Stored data
####

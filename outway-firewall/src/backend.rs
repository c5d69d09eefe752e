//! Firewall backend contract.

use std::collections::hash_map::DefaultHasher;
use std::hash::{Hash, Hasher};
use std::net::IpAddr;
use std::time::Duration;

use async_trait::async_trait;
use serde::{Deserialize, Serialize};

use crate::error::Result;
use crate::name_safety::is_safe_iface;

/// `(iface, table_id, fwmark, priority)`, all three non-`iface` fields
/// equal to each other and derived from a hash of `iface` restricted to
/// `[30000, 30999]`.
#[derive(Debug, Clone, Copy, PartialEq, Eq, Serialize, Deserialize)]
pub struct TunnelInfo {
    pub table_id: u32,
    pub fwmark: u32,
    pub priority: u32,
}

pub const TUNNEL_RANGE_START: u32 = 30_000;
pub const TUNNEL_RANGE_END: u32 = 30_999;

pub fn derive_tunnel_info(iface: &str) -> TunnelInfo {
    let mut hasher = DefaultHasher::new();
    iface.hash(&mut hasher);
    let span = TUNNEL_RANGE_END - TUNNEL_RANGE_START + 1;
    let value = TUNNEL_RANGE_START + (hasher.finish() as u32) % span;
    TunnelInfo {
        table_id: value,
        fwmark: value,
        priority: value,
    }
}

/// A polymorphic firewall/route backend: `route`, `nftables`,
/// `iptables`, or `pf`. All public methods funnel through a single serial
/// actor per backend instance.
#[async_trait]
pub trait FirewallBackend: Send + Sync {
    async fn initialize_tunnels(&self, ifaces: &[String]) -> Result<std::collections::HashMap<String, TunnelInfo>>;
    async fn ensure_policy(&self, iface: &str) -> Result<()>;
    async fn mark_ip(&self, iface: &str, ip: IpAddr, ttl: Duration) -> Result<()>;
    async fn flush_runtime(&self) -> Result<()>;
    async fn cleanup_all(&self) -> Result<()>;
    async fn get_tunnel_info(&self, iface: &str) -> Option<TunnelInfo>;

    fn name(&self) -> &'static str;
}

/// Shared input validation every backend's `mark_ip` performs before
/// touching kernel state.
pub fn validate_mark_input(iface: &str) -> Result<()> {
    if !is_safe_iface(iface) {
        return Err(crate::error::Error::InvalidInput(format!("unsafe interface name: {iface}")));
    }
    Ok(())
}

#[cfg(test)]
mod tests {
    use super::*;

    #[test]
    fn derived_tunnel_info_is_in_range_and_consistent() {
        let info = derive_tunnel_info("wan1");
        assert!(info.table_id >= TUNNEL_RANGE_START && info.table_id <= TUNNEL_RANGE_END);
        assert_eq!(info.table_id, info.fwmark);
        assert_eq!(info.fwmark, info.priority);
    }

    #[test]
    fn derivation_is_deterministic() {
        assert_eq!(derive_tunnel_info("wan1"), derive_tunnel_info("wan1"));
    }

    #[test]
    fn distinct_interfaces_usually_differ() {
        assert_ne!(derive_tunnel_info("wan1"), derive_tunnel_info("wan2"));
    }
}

####

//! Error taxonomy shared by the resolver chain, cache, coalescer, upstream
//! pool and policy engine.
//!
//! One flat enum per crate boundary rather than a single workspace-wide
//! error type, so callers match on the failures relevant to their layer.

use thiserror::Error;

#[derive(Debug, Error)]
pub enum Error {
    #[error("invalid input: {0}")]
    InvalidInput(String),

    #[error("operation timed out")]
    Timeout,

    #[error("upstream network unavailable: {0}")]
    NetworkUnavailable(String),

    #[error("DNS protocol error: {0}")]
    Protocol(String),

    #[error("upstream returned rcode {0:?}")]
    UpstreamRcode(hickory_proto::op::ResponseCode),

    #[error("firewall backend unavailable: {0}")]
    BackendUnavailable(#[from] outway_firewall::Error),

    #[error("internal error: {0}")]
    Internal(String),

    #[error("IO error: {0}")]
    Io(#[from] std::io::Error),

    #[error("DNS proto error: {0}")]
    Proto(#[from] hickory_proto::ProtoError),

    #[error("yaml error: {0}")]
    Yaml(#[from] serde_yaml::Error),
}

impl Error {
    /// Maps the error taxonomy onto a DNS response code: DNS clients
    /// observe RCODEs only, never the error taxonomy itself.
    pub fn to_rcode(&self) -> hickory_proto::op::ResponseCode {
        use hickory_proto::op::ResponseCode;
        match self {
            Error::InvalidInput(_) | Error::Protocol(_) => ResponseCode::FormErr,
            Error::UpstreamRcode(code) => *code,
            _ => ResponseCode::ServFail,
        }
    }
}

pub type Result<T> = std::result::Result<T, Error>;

####

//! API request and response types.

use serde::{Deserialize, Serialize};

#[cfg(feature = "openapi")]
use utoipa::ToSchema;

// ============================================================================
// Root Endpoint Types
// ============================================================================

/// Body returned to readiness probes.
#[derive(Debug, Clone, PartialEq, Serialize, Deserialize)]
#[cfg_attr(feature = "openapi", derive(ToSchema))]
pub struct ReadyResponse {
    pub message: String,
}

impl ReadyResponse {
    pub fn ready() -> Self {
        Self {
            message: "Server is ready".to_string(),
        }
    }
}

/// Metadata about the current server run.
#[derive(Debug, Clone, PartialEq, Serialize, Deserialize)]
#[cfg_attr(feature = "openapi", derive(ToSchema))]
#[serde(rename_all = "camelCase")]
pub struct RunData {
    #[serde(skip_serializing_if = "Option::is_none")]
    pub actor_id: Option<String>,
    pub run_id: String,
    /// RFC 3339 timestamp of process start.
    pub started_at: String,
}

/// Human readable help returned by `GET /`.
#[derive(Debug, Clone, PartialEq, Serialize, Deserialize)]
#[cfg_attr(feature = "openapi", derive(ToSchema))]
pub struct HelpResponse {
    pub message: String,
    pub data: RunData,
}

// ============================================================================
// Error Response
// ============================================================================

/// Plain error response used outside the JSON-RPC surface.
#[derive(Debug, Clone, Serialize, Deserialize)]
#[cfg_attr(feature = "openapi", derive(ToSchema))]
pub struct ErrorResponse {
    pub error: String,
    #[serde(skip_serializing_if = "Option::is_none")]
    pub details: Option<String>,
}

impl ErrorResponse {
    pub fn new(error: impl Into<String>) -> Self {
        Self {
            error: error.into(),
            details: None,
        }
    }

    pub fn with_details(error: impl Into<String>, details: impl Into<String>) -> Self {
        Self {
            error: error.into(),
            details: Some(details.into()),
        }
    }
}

####

**Task directions**
Which lines in the records above include the word "collections"? Copy them out.

**Result**
use std::collections::hash_map::DefaultHasher;
    async fn initialize_tunnels(&self, ifaces: &[String]) -> Result<std::collections::HashMap<String, TunnelInfo>>;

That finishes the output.